▸ **YOUR OBJECTIVE**: Among the records that follow, set down only the lines from the one containing "use crate::request::RequestSpec;" to the one containing "provides: |_, requests|", both included, exactly.

(Records from a collection)
*** Begin section ***

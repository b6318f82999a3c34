//! Transports: where a prepared request actually goes
//!
//! - [`NetworkHttpClient`]: reqwest over HTTP(S)
//! - [`OneshotHttpClient`]: in-memory axum `Router` (feature `in-process`)
//! - [`MockTransport`]: canned responses for tests

use async_trait::async_trait;
use http::StatusCode;
use serde_json::Value;
use shared::ErrorBody;

use crate::error::{ClientError, ClientResult};
use crate::request::PreparedRequest;

mod mock;
mod network;
#[cfg(feature = "in-process")]
mod oneshot;

pub use mock::MockTransport;
pub use network::NetworkHttpClient;
#[cfg(feature = "in-process")]
pub use oneshot::OneshotHttpClient;

/// Sends prepared requests and returns the JSON body of 2xx responses
#[async_trait]
pub trait Transport: Send + Sync + std::fmt::Debug {
    async fn send(&self, request: PreparedRequest) -> ClientResult<Value>;
}

/// Turn a status and raw body into the client's result shape.
///
/// 2xx with an empty body yields `Value::Null`. Non-2xx yields
/// [`ClientError::Api`] with the parsed body, if it was JSON.
pub(crate) fn decode_response(status: StatusCode, bytes: &[u8]) -> ClientResult<Value> {
    if status.is_success() {
        if bytes.iter().all(u8::is_ascii_whitespace) {
            return Ok(Value::Null);
        }
        return serde_json::from_slice(bytes)
            .map_err(|e| ClientError::InvalidResponse(format!("JSON parse error: {e}")));
    }

    let text = String::from_utf8_lossy(bytes).trim().to_string();
    let body = serde_json::from_slice::<Value>(bytes).ok();
    let message = body
        .as_ref()
        .and_then(|v| serde_json::from_value::<ErrorBody>(v.clone()).ok())
        .and_then(|b| b.text().map(str::to_string))
        .or_else(|| (!text.is_empty() && body.is_none()).then(|| text.clone()))
        .unwrap_or_else(|| {
            status
                .canonical_reason()
                .unwrap_or("Unknown error")
                .to_string()
        });

    Err(ClientError::Api {
        status: status.as_u16(),
        message,
        body,
    })
}
//! Credit limit request workflow

use shared::models::{
    CreditLimitApproval, CreditLimitFilter, CreditLimitRejection, CreditLimitRequest,
    CreditLimitRequestCreate,
};

use crate::endpoint::{ById, MutationEndpoint, QueryEndpoint, validate_arg, validate_body};
use crate::request::RequestSpec;
use crate::tags::{Tag, TagType, item_and_list, list_tags};

pub const GET_CREDIT_LIMIT_REQUESTS: QueryEndpoint<CreditLimitFilter, Vec<CreditLimitRequest>> =
    QueryEndpoint {
        name: "getCreditLimitRequests",
        request: |filter| RequestSpec::get("/credit-limits/requests").params(filter),
        provides: |_, requests| {
            list_tags(TagType::CreditLimitRequest, requests.iter().map(|r| r.id))
        },
    };

pub const CREATE_CREDIT_LIMIT_REQUEST: MutationEndpoint<CreditLimitRequestCreate, CreditLimitRequest> =
    MutationEndpoint {
        name: "createCreditLimitRequest",
        request: |body| RequestSpec::post("/credit-limits/requests").json(body),
        invalidates: |_, _| vec![Tag::list(TagType::CreditLimitRequest)],
        validate: Some(validate_arg::<CreditLimitRequestCreate>),
    };

/// Approval changes the distributor's wallet limit. Without a decoded
/// result the affected distributor is unknown, so every wallet is refreshed.
pub const APPROVE_CREDIT_LIMIT_REQUEST: MutationEndpoint<ById<CreditLimitApproval>, CreditLimitRequest> =
    MutationEndpoint {
        name: "approveCreditLimitRequest",
        request: |arg| {
            RequestSpec::post(format!("/credit-limits/requests/{}/approve", arg.id)).json(&arg.body)
        },
        invalidates: |arg, request| {
            let mut tags = item_and_list(TagType::CreditLimitRequest, arg.id);
            tags.push(match request {
                Some(request) => Tag::id(TagType::Wallet, request.distributor_id),
                None => Tag::of(TagType::Wallet),
            });
            tags
        },
        validate: Some(validate_body::<CreditLimitApproval>),
    };

pub const REJECT_CREDIT_LIMIT_REQUEST: MutationEndpoint<ById<CreditLimitRejection>, CreditLimitRequest> =
    MutationEndpoint {
        name: "rejectCreditLimitRequest",
        request: |arg| {
            RequestSpec::post(format!("/credit-limits/requests/{}/reject", arg.id)).json(&arg.body)
        },
        invalidates: |arg, _| item_and_list(TagType::CreditLimitRequest, arg.id),
        validate: Some(validate_body::<CreditLimitRejection>),
    };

*** End section ***

▸ **ANSWER**:
use crate::request::RequestSpec;
use crate::tags::{Tag, TagType, item_and_list, list_tags};

pub const GET_CREDIT_LIMIT_REQUESTS: QueryEndpoint<CreditLimitFilter, Vec<CreditLimitRequest>> =
    QueryEndpoint {
        name: "getCreditLimitRequests",
        request: |filter| RequestSpec::get("/credit-limits/requests").params(filter),
        provides: |_, requests| {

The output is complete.